This week Yemen reaches a grim milestone: half a million people are sick with suspected cholera this year, almost 2,000 of whom have died. It’s the world’s worst cholera outbreak in the midst of the world’s largest humanitarian crisis.
Conflict, hunger and disease are daily affairs in this war battered country: two thirds of the population – 17 million people – do not know where their next meal will come from; 5,000 more Yemenis fall ill with cholera or acute watery diarrhoea every day.
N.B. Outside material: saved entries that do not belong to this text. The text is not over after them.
// Client configuration (liimactl.toml / ~/.liimactl/config.toml)

use anyhow::{bail, Context, Result};
use serde::{Deserialize, Serialize};
use std::path::{Path, PathBuf};
use tracing::{debug, info, warn};

const LOCAL_CONFIG_FILE: &str = "liimactl.toml";
const HOME_CONFIG_DIR: &str = ".liimactl";
const HOME_CONFIG_FILE: &str = "config.toml";

#[derive(Debug, Serialize, Deserialize, Default, Clone, PartialEq)]
pub struct Config {
    /// Base URL of the Liima REST API, e.g. https://liima.example.com/AMW_rest/
    pub host: Option<String>,

    /// Basic authentication, only sent when a username is set
    pub username: Option<String>,
    pub password: Option<String>,

    #[serde(default)]
    pub tls: TlsConfig,
}

#[derive(Debug, Serialize, Deserialize, Default, Clone, PartialEq)]
pub struct TlsConfig {
    /// PEM client certificate for servers requiring TLS client authentication
    pub cert_file: Option<PathBuf>,
    /// PEM (PKCS#8) private key belonging to `cert_file`
    pub key_file: Option<PathBuf>,
    /// Additional trusted root certificates
    pub ca_file: Option<PathBuf>,
    #[serde(default)]
    pub insecure_skip_verify: bool,
}

impl Config {
    /// Candidate config files, in lookup order
    pub fn search_paths() -> Vec<PathBuf> {
        let mut paths = vec![PathBuf::from(LOCAL_CONFIG_FILE)];
        if let Some(home) = dirs::home_dir() {
            paths.push(home.join(HOME_CONFIG_DIR).join(HOME_CONFIG_FILE));
        }
        paths
    }

    /// Resolve the effective configuration.
    ///
    /// An explicit `config_file` must exist. Otherwise the first existing
    /// search path is used, or defaults if there is none. Environment
    /// variables override the file and `host_flag` overrides everything.
    pub fn load(config_file: Option<&Path>, host_flag: Option<&str>) -> Result<Self> {
        let mut config = match config_file {
            Some(path) => Self::load_file(path)?,
            None => match Self::search_paths().into_iter().find(|p| p.exists()) {
                Some(path) => Self::load_file(&path)?,
                None => {
                    debug!("No config file found, using defaults");
                    Config::default()
                }
            },
        };

        config.apply_env(|key| std::env::var(key).ok());

        if let Some(host) = host_flag {
            config.host = Some(host.to_string());
        }

        let errors = config.validate();
        if !errors.is_empty() {
            bail!("Config is invalid: {}", errors.join("; "));
        }

        Ok(config)
    }

    /// Parse a TOML config file, warning about keys this client ignores
    pub fn load_file(path: &Path) -> Result<Self> {
        info!("Using config file: {}", path.display());
        let content = std::fs::read_to_string(path)
            .with_context(|| format!("Failed to read config file {}", path.display()))?;

        let mut unused_fields = Vec::new();
        let deserializer = toml::Deserializer::new(&content);
        let config: Config = serde_ignored::deserialize(deserializer, |field| {
            unused_fields.push(field.to_string());
        })
        .with_context(|| format!("Failed to parse config file {}", path.display()))?;

        for field in &unused_fields {
            warn!(
                "Unknown configuration field in {}: {}",
                path.display(),
                field
            );
        }

        Ok(config)
    }

    fn apply_env<F>(&mut self, lookup: F)
    where
        F: Fn(&str) -> Option<String>,
    {
        if let Some(host) = lookup("LIIMA_HOST") {
            self.host = Some(host);
        }
        if let Some(username) = lookup("LIIMA_USERNAME") {
            self.username = Some(username);
        }
        if let Some(password) = lookup("LIIMA_PASSWORD") {
            self.password = Some(password);
        }
    }

    /// Every problem with the configuration, empty when valid
    pub fn validate(&self) -> Vec<String> {
        let mut errors = Vec::new();

        match self.host.as_deref().map(str::trim) {
            None | Some("") => errors.push("host must be set".to_string()),
            Some(host) => {
                if let Err(e) = url::Url::parse(host) {
                    errors.push(format!("host '{}' is not a valid URL: {}", host, e));
                }
            }
        }

        if self.tls.cert_file.is_some() && self.tls.key_file.is_none() {
            errors.push("key_file can't be empty if cert_file is set".to_string());
        }

        errors
    }
}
Cholera is an old and insidious disease. It thrives where there is famine, poverty, conflict and weak governance. It goes after the most vulnerable: half of all suspected cholera cases and a quarter of associated deaths in Yemen are among children; a third of those who die of cholera are aged over sixty. Hunger and malnutrition exacerbate vulnerability to cholera and acute watery diarrhoea – and disease, in turn, can drive malnutrition: a deadly cycle. Two weeks ago in Yemen, we met a young boy at al-Sabeen Hospital in Sana’a. Less than five years old, he was breathing heavily on a hospital bed, an IV attached to the veins of his small hands to help him battle cholera and malnutrition. We were so focussed on his desperate condition that we almost missed his mother, sitting nearby, who was also very ill, and needed attention.
Their suffering is mirrored many thousands of times over across the country.
While in Yemen, we talked with the sick, their families and the health workers caring for them.
We saw the tragic state of a health system in ruins, with less than half of its facilities able to offer the most basic medical care.
We saw the impossible conditions that health workers face day in day out; 30,000 have not been paid their salaries in nearly a year.
But we also saw that coordinated action can save lives and bring an end to this epidemic.
More than 99 per cent of people sick with suspected cholera or severe acute watery diarrhoea who can access health services are now surviving.